Dayton National Cemetery: The final resting spot for soldiers ranging from the War of 1812 to present day

About 60,000 headstones line the grassy knolls of the Dayton National Cemetery, one of five National Veteran’s Administration cemeteries in Ohio.

The white marble markers — two feet high and 13 inches wide — stand as if in formation in uniform rows. Most simply list name, rank and dates of birth and death.

Originally, the cemetery occupied 52.8 acres, but it has expanded over the years and now covers nearly 119 acres, most of it more closely resembling a park instead of a cemetery.


Dayton National Cemetery was established as the burial site for residents of the Central Branch of the National Asylum for Disabled Volunteer Soldiers in 1867.

The first to be interred there was Cpl. Cornelius Solly of the 104th Pennsylvania Infantry on Sept. 11, 1867.

A tunnel was constructed from the Dayton Soldiers Home hospital basement morgue to the cemetery in 1870. The red brick barrel-shaped tunnel, which has been closed for many years, is 7 feet tall, 8 feet wide, with about 50 feet of the originally 300-foot long passage still intact.

Management of the cemetery was transferred from the U.S. Army/National Home system to the Veterans Administration in 1930.

The property became a national cemetery in 1973. The cemetery was administered as part of the medical center until that time, when it was then transferred to the National VA Cemetery Administration.

Soldiers Monument

The Dayton Soldiers’ Monument dominates the national cemetery from atop a mound at the center of the landscape. The cornerstone was laid in 1873, and it was completed in 1877. The marble monument stands 70 feet high on a hill overlooking the grounds.

The monument was designed by veterans at the soldiers’ home and the Philadelphia firm of William Struthers and Sons.

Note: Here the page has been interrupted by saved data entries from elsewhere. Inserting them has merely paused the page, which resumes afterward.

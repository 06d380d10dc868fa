//! API client: the request/response pipeline every backend call flows through.
//!
//! Explicit composition rather than registered hooks: each call is built,
//! passed through the request interceptor (bearer attach), dispatched, and
//! its response passed through the response interceptor (401 recovery)
//! before the caller sees the result.

pub mod auth;
pub mod devices;
pub mod mqtt;
pub mod sensors;
pub mod topics;

use std::sync::Arc;

use anyhow::{Context, Result};
use reqwest::header;
use reqwest::{Method, Response, StatusCode};
use serde::Serialize;
use serde::de::DeserializeOwned;
use url::Url;

use crate::config::Config;
use crate::error::{StatusError, UnauthorizedError};
use crate::nav::Navigator;
use crate::session::SessionStore;

/// HTTP client for the device-management backend.
///
/// Owns the pipeline; callers never attach credentials or inspect
/// authorization failures themselves.
pub struct ApiClient {
    base_url: Url,
    http: reqwest::Client,
    session: Arc<SessionStore>,
    nav: Arc<Navigator>,
    token_auth: bool,
}

impl ApiClient {
    /// Creates a client from config plus the shared session and navigator.
    ///
    /// # Errors
    /// Returns an error if the base URL is malformed or the HTTP client
    /// cannot be built.
    pub fn new(config: &Config, session: Arc<SessionStore>, nav: Arc<Navigator>) -> Result<Self> {
        let base_url = Url::parse(&config.effective_base_url()?)
            .context("Invalid backend base URL")?;

        let mut builder = reqwest::Client::builder();
        if let Some(timeout) = config.request_timeout() {
            builder = builder.timeout(timeout);
        }
        if config.with_credentials {
            builder = builder.cookie_store(true);
        }
        let http = builder.build().context("Failed to build HTTP client")?;

        Ok(Self {
            base_url,
            http,
            session,
            nav,
            token_auth: config.enable_token_auth,
        })
    }

    pub fn session(&self) -> &Arc<SessionStore> {
        &self.session
    }

    pub fn nav(&self) -> &Arc<Navigator> {
        &self.nav
    }

    pub fn base_url(&self) -> &Url {
        &self.base_url
    }

    /// Request interceptor: the bearer value to attach, if any.
    ///
    /// Absent token (or token auth disabled) means an unauthenticated call,
    /// which is valid; the login call itself is one.
    fn authorization_value(&self) -> Option<String> {
        if !self.token_auth {
            return None;
        }
        self.session.get().map(|token| format!("Bearer {token}"))
    }

    /// Sends one call through the full pipeline.
    async fn send(&self, method: Method, path: &str, body: Option<&serde_json::Value>) -> Result<Response> {
        let url = self
            .base_url
            .join(path.trim_start_matches('/'))
            .with_context(|| format!("Invalid request path: {path}"))?;

        let mut request = self.http.request(method.clone(), url.clone());
        if let Some(bearer) = self.authorization_value() {
            request = request.header(header::AUTHORIZATION, bearer);
        }
        if let Some(body) = body {
            request = request.json(body);
        }

        tracing::debug!("{} {}", method, url);
        let response = request
            .send()
            .await
            .with_context(|| format!("{method} {url} failed"))?;
        tracing::debug!("{} {} -> {}", method, url, response.status());

        self.inspect(response).await
    }

    /// Response interceptor: recover authorization failures, pass through
    /// everything else.
    ///
    /// On 401, in order: clear the credential store, force navigation to
    /// the login view, surface the original failure to the caller. Both
    /// recovery steps are idempotent, so late responses from calls already
    /// in flight at logout time are harmless.
    async fn inspect(&self, response: Response) -> Result<Response> {
        if response.status() != StatusCode::UNAUTHORIZED {
            return Ok(response);
        }

        let status = response.status().as_u16();
        let body = response.text().await.unwrap_or_default();
        tracing::debug!("authorization failure, clearing session");

        if let Err(e) = self.session.clear() {
            tracing::warn!("failed to clear stored session: {e:#}");
        }
        self.nav.force_login();

        Err(anyhow::Error::new(UnauthorizedError { status, body }))
    }

    /// Decodes a 2xx body as JSON; non-2xx becomes a `StatusError`.
    async fn decode<T: DeserializeOwned>(response: Response) -> Result<T> {
        let status = response.status();
        if !status.is_success() {
            let body = response.text().await.unwrap_or_default();
            return Err(anyhow::Error::new(StatusError {
                status: status.as_u16(),
                body,
            }));
        }

        response
            .json::<T>()
            .await
            .context("Failed to decode response body")
    }

    pub(crate) async fn get_json<T: DeserializeOwned>(&self, path: &str) -> Result<T> {
        let response = self.send(Method::GET, path, None).await?;
        Self::decode(response).await
    }

    pub(crate) async fn post_json<B: Serialize, T: DeserializeOwned>(
        &self,
        path: &str,
        body: &B,
    ) -> Result<T> {
        let body = serde_json::to_value(body).context("Failed to serialize request body")?;
        let response = self.send(Method::POST, path, Some(&body)).await?;
        Self::decode(response).await
    }

    /// POST without a body (activate/test style endpoints).
    pub(crate) async fn post_empty<T: DeserializeOwned>(&self, path: &str) -> Result<T> {
        let response = self.send(Method::POST, path, None).await?;
        Self::decode(response).await
    }

    pub(crate) async fn put_json<B: Serialize, T: DeserializeOwned>(
        &self,
        path: &str,
        body: &B,
    ) -> Result<T> {
        let body = serde_json::to_value(body).context("Failed to serialize request body")?;
        let response = self.send(Method::PUT, path, Some(&body)).await?;
        Self::decode(response).await
    }

    pub(crate) async fn delete_json<T: DeserializeOwned>(&self, path: &str) -> Result<T> {
        let response = self.send(Method::DELETE, path, None).await?;
        Self::decode(response).await
    }
}

/// Acknowledgement body for delete/activate/test endpoints.
#[derive(Debug, serde::Deserialize)]
pub struct Ack {
    #[serde(default)]
    pub message: String,
}

#[cfg(test)]
mod tests {
    use super::*;
    use crate::routes::{RouteTable, ViewId};
    use wiremock::matchers::{header, header_exists, method, path};
    use wiremock::{Mock, MockServer, ResponseTemplate};

    struct Harness {
        _temp: tempfile::TempDir,
        session: Arc<SessionStore>,
        nav: Arc<Navigator>,
        client: ApiClient,
    }

    fn harness(base_url: &str, token_auth: bool) -> Harness {
        let temp = tempfile::tempdir().unwrap();
        let session = Arc::new(SessionStore::at(temp.path().join("session.json")));
        let nav = Arc::new(Navigator::new(
            RouteTable::new(),
            Arc::clone(&session),
            token_auth,
        ));
        let config = Config {
            base_url: base_url.to_string(),
            with_credentials: false,
            enable_token_auth: token_auth,
            request_timeout_secs: 5,
        };
        let client = ApiClient::new(&config, Arc::clone(&session), Arc::clone(&nav)).unwrap();
        Harness {
            _temp: temp,
            session,
            nav,
            client,
        }
    }

    /// Test: a stored token is attached as "Bearer <token>" on every call.
    #[tokio::test]
    async fn test_attaches_bearer_token() {
        let server = MockServer::start().await;
        Mock::given(method("GET"))
            .and(path("/api/devices"))
            .and(header("authorization", "Bearer abc123"))
            .respond_with(ResponseTemplate::new(200).set_body_json(serde_json::json!([])))
            .expect(1)
            .mount(&server)
            .await;

        let h = harness(&server.uri(), true);
        h.session.set("abc123").unwrap();

        let devices: Vec<serde_json::Value> = h.client.get_json("/api/devices").await.unwrap();
        assert!(devices.is_empty());
    }

    /// Test: with no token the call carries no Authorization header.
    #[tokio::test]
    async fn test_no_token_no_header() {
        let server = MockServer::start().await;
        // Reject any request that carries an Authorization header.
        Mock::given(method("GET"))
            .and(path("/api/devices"))
            .and(header_exists("authorization"))
            .respond_with(ResponseTemplate::new(500))
            .expect(0)
            .mount(&server)
            .await;
        Mock::given(method("GET"))
            .and(path("/api/devices"))
            .respond_with(ResponseTemplate::new(200).set_body_json(serde_json::json!([])))
            .mount(&server)
            .await;

        let h = harness(&server.uri(), true);
        let devices: Vec<serde_json::Value> = h.client.get_json("/api/devices").await.unwrap();
        assert!(devices.is_empty());
    }

    /// Test: token auth disabled attaches nothing even with a token stored.
    #[tokio::test]
    async fn test_disabled_token_auth_attaches_nothing() {
        let server = MockServer::start().await;
        Mock::given(method("GET"))
            .and(path("/api/devices"))
            .and(header_exists("authorization"))
            .respond_with(ResponseTemplate::new(500))
            .expect(0)
            .mount(&server)
            .await;
        Mock::given(method("GET"))
            .and(path("/api/devices"))
            .respond_with(ResponseTemplate::new(200).set_body_json(serde_json::json!([])))
            .mount(&server)
            .await;

        let h = harness(&server.uri(), false);
        h.session.set("abc123").unwrap();

        let devices: Vec<serde_json::Value> = h.client.get_json("/api/devices").await.unwrap();
        assert!(devices.is_empty());
    }

    /// Test: a 401 clears the store, forces login, and surfaces the
    /// original failure to the caller.
    #[tokio::test]
    async fn test_unauthorized_recovery() {
        let server = MockServer::start().await;
        Mock::given(method("GET"))
            .and(path("/api/devices"))
            .respond_with(
                ResponseTemplate::new(401).set_body_json(serde_json::json!({
                    "detail": "token expired"
                })),
            )
            .mount(&server)
            .await;

        let h = harness(&server.uri(), true);
        h.session.set("xyz").unwrap();
        h.nav.navigate("/devices");

        let err = h
            .client
            .get_json::<Vec<serde_json::Value>>("/api/devices")
            .await
            .unwrap_err();

        let unauthorized = err.downcast_ref::<UnauthorizedError>().unwrap();
        assert_eq!(unauthorized.status, 401);
        assert!(unauthorized.body.contains("token expired"));
        assert_eq!(h.session.get(), None);
        assert_eq!(h.nav.current().view, ViewId::Login);
    }

    /// Test: running the recovery path twice equals running it once.
    #[tokio::test]
    async fn test_unauthorized_recovery_idempotent() {
        let server = MockServer::start().await;
        Mock::given(method("GET"))
            .and(path("/api/devices"))
            .respond_with(ResponseTemplate::new(401))
            .mount(&server)
            .await;

        let h = harness(&server.uri(), true);
        h.session.set("xyz").unwrap();

        for _ in 0..2 {
            let err = h
                .client
                .get_json::<Vec<serde_json::Value>>("/api/devices")
                .await
                .unwrap_err();
            assert!(err.downcast_ref::<UnauthorizedError>().is_some());
            assert_eq!(h.session.get(), None);
            assert_eq!(h.nav.current().view, ViewId::Login);
        }
    }

    /// Test: non-401 failures pass through and leave the session intact.
    #[tokio::test]
    async fn test_other_failures_pass_through() {
        let server = MockServer::start().await;
        Mock::given(method("GET"))
            .and(path("/api/devices"))
            .respond_with(ResponseTemplate::new(503).set_body_string("maintenance"))
            .mount(&server)
            .await;

        let h = harness(&server.uri(), true);
        h.session.set("still-valid").unwrap();

        let err = h
            .client
            .get_json::<Vec<serde_json::Value>>("/api/devices")
            .await
            .unwrap_err();

        let status = err.downcast_ref::<StatusError>().unwrap();
        assert_eq!(status.status, 503);
        assert_eq!(status.body, "maintenance");
        assert_eq!(h.session.get(), Some("still-valid".to_string()));
    }
}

The structure is composed of a 30-foot marble column on a granite base with an ornamental cap and soldier posed at parade rest.

Credit: Jim Noelker

Credit: Jim Noelker

The column was one of six that were salvaged from the Benjamin Henry Latrobe-designed Bank of Philadelphia when it was demolished in 1867 and 1868.

President Rutherford B. Hayes, an Ohioan and former Union general, was there on Sept. 12, 1877 to deliver the dedication address for the monument.

A crowd of 20,000 were there to witness the event.

Some years after the dedication, four figures representing the infantry, cavalry, artillery and navy were added at the corners of the base. Two ornamental artillery cannons now flank the Soldiers’ Monument.


Dayton and the Ohio Western Reserve National Cemetery in Seville are the only two national cemeteries in Ohio that continue to have open burial space. It has been estimated that the cemetery will not run out of burial space until at least 2060.

There are certain requirements that must be met to be eligible to be buried at the cemetery.

Burial in a national cemetery is open to all members of the armed forces who have met a minimum active duty service requirement and were discharged under conditions other than dishonorable.

A veteran’s spouse, widow or widower, minor dependent children, and under certain conditions, unmarried adult children with disabilities may also be eligible for burial. Eligible spouses and children may be buried even if they die before the veteran.

Medal of Honor recipients

The Medal of Honor is the highest award for valor in action against an enemy force for U.S. military memberss. Recipients receive the Medal of Honor from the president on behalf of Congress.

Here are the Medal of Honor recipients buried at Dayton National Cemetery.

• Lieutenant Henry W. Downs (Civil War). Downs received the Medal of Honor while serving in the U.S. Army, Company I, 8th Vermont Infantry, for actions at Winchester, Virginia on Sept. 19, 1864. Downs died in 1911.

• Private Oscar Wadsworth Field (Spanish-American War). Field received the Medal of Honor while serving in the U.S. Marine Corps for actions on board the USS Nashville in Cuba on May 11, 1898. Field died in 1912.

• Sergeant George Geiger (Indian Wars). Geiger received the Medal of Honor while serving in the U.S. Army, Company H, 7th U.S. Cavalry, for actions at the Little Big Horn River in the Montana Territory on June 25, 1876. Geiger died in 1904.

• Seaman John H. James (Civil War). James received the Medal of Honor while serving in the U.S. Navy for actions on board the USS Richmond during the Battle of Mobile Bay in Alabama on Aug. 5, 1864. James died in 1914.

• Private Charles A. Taggart (Civil War). Taggart received the Medal of Honor while serving in the U.S. Army, Company B, 37th Massachusetts Volunteer Infantry for actions at Sailor’s Creek, Virginia, on April 6, 1865. Taggart died in 1938.